TSPTQ-ViT: Two-Scaled Post-Training Quantization for Vision Transformer

📝 Paper Summary

Model Compression Post-Training Quantization (PTQ) Efficient Inference

TSPTQ-ViT enables fully quantized vision transformers by using dual scaling factors to handle the extreme value distributions in Softmax, GeLU, and LayerNorm without retraining.

Core Problem

Standard post-training quantization fails on Vision Transformers because activation functions (Softmax, GeLU) produce non-normal distributions and LayerNorm exhibits high channel-wise variance, causing severe accuracy loss.

Why it matters:

Vision Transformers (ViTs) are computationally heavy (e.g., ViT-L has 64G FLOPs), making them unsuitable for resource-constrained edge devices without compression
Existing quantization methods often skip sensitive layers (Softmax/LayerNorm) to preserve accuracy, preventing efficient fully integer-only inference
Prior fully quantized attempts (like FQ-ViT) introduce high memory overhead or quantization errors for large values

Concrete Example: In LayerNorm inputs, the maximum value can be 40 times larger than the median. A single uniform scaling factor dominated by this outlier causes small values—which contain most of the information—to be quantized to zero, destroying accuracy.

Key Novelty

Two-Scaled Post-Training Quantization (TSPTQ)

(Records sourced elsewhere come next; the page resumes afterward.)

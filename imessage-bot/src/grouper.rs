//! Message grouper: partitions one poll's records into logical turns.
//!
//! Single left-to-right pass. A record joins the current group when it has the same sender as
//! the record before it and arrived within the window; the window widens when either side of
//! the pair travelled over SMS, whose delivery is slower and burstier.

use std::time::Duration;

use relay_core::{MessageGroup, RawMessageRecord};
use tracing::info;

/// Maximum gap between consecutive records of one group.
#[derive(Debug, Clone, Copy, PartialEq)]
pub struct GroupingWindows {
    pub imessage: Duration,
    pub sms: Duration,
}

impl Default for GroupingWindows {
    fn default() -> Self {
        Self {
            imessage: Duration::from_secs(120),
            sms: Duration::from_secs(300),
        }
    }
}

impl GroupingWindows {
    /// Window for a pair of adjacent records.
    pub fn threshold(&self, previous: &RawMessageRecord, current: &RawMessageRecord) -> Duration {
        let is_sms = |r: &RawMessageRecord| r.service_kind().is_some_and(|s| s.is_sms());
        if is_sms(previous) || is_sms(current) {
            self.sms
        } else {
            self.imessage
        }
    }
}

/// Groups `records` (ascending by timestamp) into turns. Order is preserved.
pub fn group_messages(records: Vec<RawMessageRecord>, windows: &GroupingWindows) -> Vec<MessageGroup> {
    let total = records.len();
    let mut groups: Vec<MessageGroup> = Vec::new();
    let mut records = records.into_iter();
    let Some(first) = records.next() else {
        return groups;
    };

    let mut current = MessageGroup::new(first);
    for record in records {
        let previous = current.last();
        let delta = record.unix_seconds() - previous.unix_seconds();
        let window = windows.threshold(previous, &record).as_secs_f64();

        if record.sender == previous.sender && delta <= window {
            current.push(record);
        } else {
            groups.push(std::mem::replace(&mut current, MessageGroup::new(record)));
        }
    }
    groups.push(current);

    info!(
        record_count = total,
        group_count = groups.len(),
        "step: grouped messages"
    );
    groups
}

#[cfg(test)]
mod tests {
    use super::*;

    const NANOS: i64 = 1_000_000_000;

    fn rec(id: i64, sender: &str, secs: i64, service: &str) -> RawMessageRecord {
        let mut r = RawMessageRecord::text(id, sender, format!("m{}", id), secs * NANOS);
        r.service = Some(service.to_string());
        r
    }

    fn sizes(groups: &[MessageGroup]) -> Vec<usize> {
        groups.iter().map(MessageGroup::len).collect()
    }

    #[test]
    fn empty_input_yields_no_groups() {
        assert!(group_messages(Vec::new(), &GroupingWindows::default()).is_empty());
    }

    #[test]
    fn imessage_within_window_joins() {
        let groups = group_messages(
            vec![rec(1, "A", 0, "iMessage"), rec(2, "A", 30, "iMessage")],
            &GroupingWindows::default(),
        );
        assert_eq!(sizes(&groups), vec![2]);
    }

    #[test]
    fn imessage_past_window_splits() {
        let groups = group_messages(
            vec![rec(1, "A", 30, "iMessage"), rec(2, "A", 200, "iMessage")],
            &GroupingWindows::default(),
        );
        assert_eq!(sizes(&groups), vec![1, 1]);
    }

    #[test]
    fn window_boundary_is_inclusive() {
        let groups = group_messages(
            vec![rec(1, "A", 0, "iMessage"), rec(2, "A", 120, "iMessage")],
            &GroupingWindows::default(),
        );
        assert_eq!(sizes(&groups), vec![2]);
    }

    #[test]
    fn sms_on_either_side_widens_window() {
        let windows = GroupingWindows::default();
        let groups = group_messages(
            vec![rec(1, "A", 0, "iMessage"), rec(2, "A", 250, "SMS")],
            &windows,
        );
        assert_eq!(sizes(&groups), vec![2]);

        let groups = group_messages(
            vec![rec(1, "A", 0, "SMS"), rec(2, "A", 301, "SMS")],
            &windows,
        );
        assert_eq!(sizes(&groups), vec![1, 1]);
    }

    #[test]
    fn sender_change_splits_and_order_is_kept() {
        let groups = group_messages(
            vec![
                rec(1, "A", 0, "iMessage"),
                rec(2, "B", 1, "iMessage"),
                rec(3, "B", 2, "iMessage"),
                rec(4, "A", 3, "iMessage"),
            ],
            &GroupingWindows::default(),
        );
        assert_eq!(sizes(&groups), vec![1, 2, 1]);
        let ids: Vec<i64> = groups
            .iter()
            .flat_map(|g| g.records().iter().map(|r| r.id))
            .collect();
        assert_eq!(ids, vec![1, 2, 3, 4]);
    }

    #[test]
    fn gap_is_measured_against_previous_record() {
        // each step is 100s, total span 300s: still one chain
        let groups = group_messages(
            vec![
                rec(1, "A", 0, "iMessage"),
                rec(2, "A", 100, "iMessage"),
                rec(3, "A", 200, "iMessage"),
                rec(4, "A", 300, "iMessage"),
            ],
            &GroupingWindows::default(),
        );
        assert_eq!(sizes(&groups), vec![4]);
    }
}
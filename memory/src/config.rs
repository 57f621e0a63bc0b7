//! Tunables for the context store.
//!
//! The defaults are the calibrated constants; none of them is a correctness invariant.

/// Capacity and scoring weights for [`crate::ContextStore`].
#[derive(Debug, Clone, PartialEq)]
pub struct ContextConfig {
    /// Recent messages kept per conversation; the oldest is evicted on overflow.
    pub capacity: usize,
    /// Recency score of a mention made just now.
    pub recency_max: f64,
    /// Seconds per point of recency decay.
    pub recency_decay_secs: f64,
    pub mention_weight: f64,
    pub mention_cap: f64,
    pub correction_bonus: f64,
    /// Bonus when brand or model appears in the 1st, 2nd, ... most recent message.
    pub recent_message_bonuses: Vec<f64>,
    /// Added to `mention_count` of a mention introduced as a correction.
    pub correction_mention_bonus: u32,
}

impl Default for ContextConfig {
    fn default() -> Self {
        Self {
            capacity: 10,
            recency_max: 15.0,
            recency_decay_secs: 30.0,
            mention_weight: 1.5,
            mention_cap: 15.0,
            correction_bonus: 25.0,
            recent_message_bonuses: vec![20.0, 16.0, 12.0, 8.0, 4.0],
            correction_mention_bonus: 2,
        }
    }
}
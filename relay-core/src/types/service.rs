//! Transport service of a stored message.

use std::fmt;

use serde::{Deserialize, Serialize};

/// Service a message travelled over. Unknown names are kept verbatim.
#[derive(Debug, Clone, PartialEq, Eq, Serialize, Deserialize)]
pub enum ServiceKind {
    IMessage,
    Sms,
    Other(String),
}

impl ServiceKind {
    /// Parses the store's service column. Matching is case-insensitive.
    pub fn parse(raw: &str) -> Self {
        match raw.trim().to_ascii_lowercase().as_str() {
            "imessage" => ServiceKind::IMessage,
            "sms" => ServiceKind::Sms,
            _ => ServiceKind::Other(raw.trim().to_string()),
        }
    }

    pub fn is_sms(&self) -> bool {
        matches!(self, ServiceKind::Sms)
    }

    pub fn as_str(&self) -> &str {
        match self {
            ServiceKind::IMessage => "iMessage",
            ServiceKind::Sms => "SMS",
            ServiceKind::Other(name) => name,
        }
    }
}

impl Default for ServiceKind {
    fn default() -> Self {
        ServiceKind::IMessage
    }
}

impl fmt::Display for ServiceKind {
    fn fmt(&self, f: &mut fmt::Formatter<'_>) -> fmt::Result {
        f.write_str(self.as_str())
    }
}

#[cfg(test)]
mod tests {
    use super::*;

    #[test]
    fn parse_known_and_unknown_services() {
        assert_eq!(ServiceKind::parse("iMessage"), ServiceKind::IMessage);
        assert_eq!(ServiceKind::parse("SMS"), ServiceKind::Sms);
        assert_eq!(ServiceKind::parse("sms"), ServiceKind::Sms);
        assert_eq!(
            ServiceKind::parse("RCS"),
            ServiceKind::Other("RCS".to_string())
        );
        assert_eq!(ServiceKind::parse("RCS").to_string(), "RCS");
    }
}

V-2SF (Value-Aware): Splits activations into two regions based on magnitude. Large values (outliers) keep the most significant bits, while small values (dense region) keep the least significant bits, effectively increasing precision.
O-2SF (Outlier-Aware): Detects specific channels in LayerNorm that contain extreme values and assigns them a dedicated scaling factor, preventing them from distorting the quantization range of normal channels.

Architecture

Overview of the TSPTQ-ViT scaling mechanisms: V-2SF for activations and O-2SF for LayerNorm inputs.

Evaluation Highlights

Achieves <0.5% accuracy drop on ImageNet classification with 8-bit fully quantized ViT models compared to full-precision baselines
Outperforms state-of-the-art FQ-ViT by +2.14% top-1 accuracy on Swin-B (8-bit quantization)
Surpasses PTQ4ViT by ~1% accuracy on DeiT-T and DeiT-S under 6-bit quantization settings

Breakthrough Assessment

7/10

Strong engineering solution for fully quantized ViTs. Effectively addresses specific distribution bottlenecks (Softmax/GeLU/LayerNorm) with low overhead, outperforming existing PTQ methods significantly on larger models.

⚙️ Technical Details

Problem Definition

Setting: Post-Training Quantization (PTQ) of Vision Transformers for Image Classification

Inputs: Input images (ImageNet dataset)

Outputs: Classification labels (Top-1 Accuracy)

Pipeline Flow

Input Processing
Transformer Encoder Block (LayerNorm -> MSA -> LayerNorm -> MLP)
Output Head

System Modules

LayerNorm Quantizer (O-2SF)

Quantize inputs to LayerNorm handling high channel variance

Model or implementation: Outlier-Aware Two-Scaled Scaling Factors

Softmax Quantizer (V-2SF) (Activation)

Quantize post-Softmax values

Model or implementation: Value-Aware Two-Scaled Scaling Factors

GeLU Quantizer (V-2SF) (Activation)

Quantize post-GeLU values

Model or implementation: Value-Aware Two-Scaled Scaling Factors

Novel Architectural Elements

V-2SF: Dual scaling factor mechanism for activations that switches interpretation of bits (MSB vs LSB) based on value magnitude
O-2SF: Channel-mask-based scaling for LayerNorm that applies different scales to outlier channels vs normal channels

Modeling

Base Model: Pre-trained ViT, DeiT, and Swin Transformer variants (from timm library)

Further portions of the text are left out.